Rachel estaba convencida: algo así era impensable.
—¡Jeffrey, habla! —Brian dirigió de repente su atención hacia Jeffrey.
Al oír su nombre, Jeffrey se encogió aún más, refugiándose detrás de Rachel, demasiado asustado para siquiera asomarse.
—Brian, tú conoces bien el estado de Jeffrey. Si tienes alguna pregunta, ven a mí —intervino Rachel.
—¿Me sugieres que te lo pregunte a ti? —Brian la miró con una mirada penetrante—. Ni siquiera estabas presente. ¿Cómo puedes afirmar que sabes más que Jeffrey? Ya hemos escuchado a Doris. Ahora es su turno. —La voz de Brian tenía un tono autoritario que no admitía réplica—. ¡Jeffrey, necesitamos escucharte!
Jeffrey negó con la cabeza con vehemencia, claramente aterrorizado.
Sin embargo, Brian se mantuvo inflexible.
—Jeffrey, solo hablando podremos descubrir la verdad.
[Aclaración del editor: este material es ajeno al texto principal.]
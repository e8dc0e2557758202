//! Field-level validation shared by the blog and account forms.
//!
//! Each form owns a `clean` method: it trims the submitted values, runs the
//! form's `validator` derive checks plus the few rules those cannot express,
//! and collects every problem into a [`FieldErrors`] before anything is
//! written. A rejected submission never produces a partial save.

use std::collections::BTreeMap;
use std::fmt;

use validator::{ValidationError, ValidationErrors};

/// Key used for errors that belong to the form as a whole.
pub const NON_FIELD: &str = "__all__";

pub const REQUIRED: &str = "This field is required.";

pub const INVALID_EMAIL: &str = "Enter a valid email address.";

#[derive(Debug, Clone, Default, PartialEq, Eq)]
pub struct FieldErrors {
    errors: BTreeMap<String, Vec<String>>,
}

impl FieldErrors {
    pub fn add(&mut self, field: &str, message: impl Into<String>) {
        self.errors
            .entry(field.to_string())
            .or_default()
            .push(message.into());
    }

    pub fn is_empty(&self) -> bool {
        self.errors.is_empty()
    }

    pub fn has(&self, field: &str) -> bool {
        self.errors.contains_key(field)
    }

    /// First message for a field, used by templates next to the input.
    pub fn first(&self, field: &str) -> Option<&str> {
        self.errors
            .get(field)
            .and_then(|messages| messages.first())
            .map(String::as_str)
    }

    pub fn non_field(&self) -> Option<&str> {
        self.first(NON_FIELD)
    }

    /// `Ok(value)` when nothing was recorded.
    pub fn into_result<T>(self, value: T) -> Result<T, FieldErrors> {
        if self.is_empty() {
            Ok(value)
        } else {
            Err(self)
        }
    }
}

impl fmt::Display for FieldErrors {
    fn fmt(&self, f: &mut fmt::Formatter<'_>) -> fmt::Result {
        let mut first = true;
        for (field, messages) in &self.errors {
            for message in messages {
                if !first {
                    write!(f, "; ")?;
                }
                first = false;
                write!(f, "{}: {}", field, message)?;
            }
        }
        Ok(())
    }
}

impl From<ValidationErrors> for FieldErrors {
    fn from(errors: ValidationErrors) -> Self {
        let mut fields = FieldErrors::default();
        for (field, field_errors) in errors.field_errors() {
            for error in field_errors.iter() {
                fields.add(&field, describe(error));
            }
        }
        fields
    }
}

/// Start a form's error set from its derive checks; rules the derive cannot
/// express are added on top.
pub fn collect(result: Result<(), ValidationErrors>) -> FieldErrors {
    result.err().map(FieldErrors::from).unwrap_or_default()
}

/// Message shown next to the input for one failed check.
fn describe(error: &ValidationError) -> String {
    if let Some(message) = &error.message {
        return message.to_string();
    }
    match error.code.as_ref() {
        "length" => {
            let blank = error
                .params
                .get("value")
                .and_then(|value| value.as_str())
                .is_some_and(str::is_empty);
            match error.params.get("max").and_then(|max| max.as_u64()) {
                Some(max) if !blank => {
                    format!("Ensure this value has at most {} characters.", max)
                }
                _ => REQUIRED.to_string(),
            }
        }
        "email" => INVALID_EMAIL.to_string(),
        code => format!("Invalid value ({}).", code),
    }
}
Su insistencia acorraló aún más a Jeffrey.
—¡Ya basta! —Rachel, abrumada, finalmente estalló.
—Rachel —dijo Brian, masajeándose las sienes y suavizando la voz—. Puede que hoy lo protejas, pero ¿cuánto tiempo podrás hacerlo? Hoy ha hecho daño a Doris. ¿Qué pasará cuando ofenda a otra persona? ¿Estás preparada para lidiar con las repercusiones? Si ha cometido un error, debe reconocerlo y aceptar las consecuencias». El peso de las palabras de Brian era innegable, cada una de ellas golpeándola con fuerza.
Rachel se detuvo, preguntándose si había entendido mal. Sin embargo, estaba claro; sus palabras habían sido inequívocas.
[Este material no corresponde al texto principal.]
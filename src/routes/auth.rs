use axum::routing::{get, post};
use axum::Router;

use crate::auth::handlers;
use crate::state::AppState;

pub fn router() -> Router<AppState> {
    Router::new()
        .route(
            "/members/register/",
            get(handlers::register_page).post(handlers::register),
        )
        .route(
            "/members/login/",
            get(handlers::login_page).post(handlers::login),
        )
        .route("/members/logout/", post(handlers::logout))
        .route(
            "/members/edit_profile/",
            get(handlers::edit_profile_page).post(handlers::edit_profile),
        )
        .route(
            "/members/password/",
            get(handlers::change_password_page).post(handlers::change_password),
        )
}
—¿Consecuencias? —Una risa fría escapó de los labios de Rachel mientras clavaba en él una mirada aguda e implacable—. ¿A qué te refieres exactamente con consecuencias? ¿Que Doris tome represalias físicas? ¿O tal vez imaginas a tu abogado consiguiendo que lo encarcelen? Brian, seamos sinceros. Ya te has puesto del lado de Doris al obligar a Jeffrey a testificar, juzgando de antemano a mi hermano. Si ese es el caso, sus palabras no tienen sentido.
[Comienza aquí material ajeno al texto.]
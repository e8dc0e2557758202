pub mod accounts;
pub mod events;
pub mod forms;
pub mod handlers;
pub mod login_counter;
pub mod password;
pub mod session;
pub mod users;
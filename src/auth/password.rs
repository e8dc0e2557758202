/// Hash a plaintext password for storage.
pub fn hash_password(plaintext: &str, cost: u32) -> Result<String, bcrypt::BcryptError> {
    bcrypt::hash(plaintext, cost)
}

/// Verify plaintext against a stored hash. A malformed hash never verifies.
pub fn verify_password(plaintext: &str, hash: &str) -> bool {
    bcrypt::verify(plaintext, hash).unwrap_or(false)
}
¿Podría la revelación de Jeffrey alterar la perspectiva de Brian?
Era poco probable. Su lealtad estaba firmemente del lado de Doris.
—¡Rachel! —exclamó Brian, avanzando y agarrándola de la muñeca—. Estás enfadada, pero, por favor, ¡escúchame!
—No me interesa escuchar.
A pesar de su enfado, Brian intentó calmarla, acercándola a él. —Tómate un momento. Entiendo que confíes en Jeffrey. Sin embargo, debes comprender que su enfermedad podría provocar un comportamiento errático. Si resultara ser un acto involuntario, ajeno a su control, estoy seguro de que tanto Doris como yo lo absolveríamos. Te aseguro que, después de hoy, iremos juntos al hospital para evaluar su estado mental.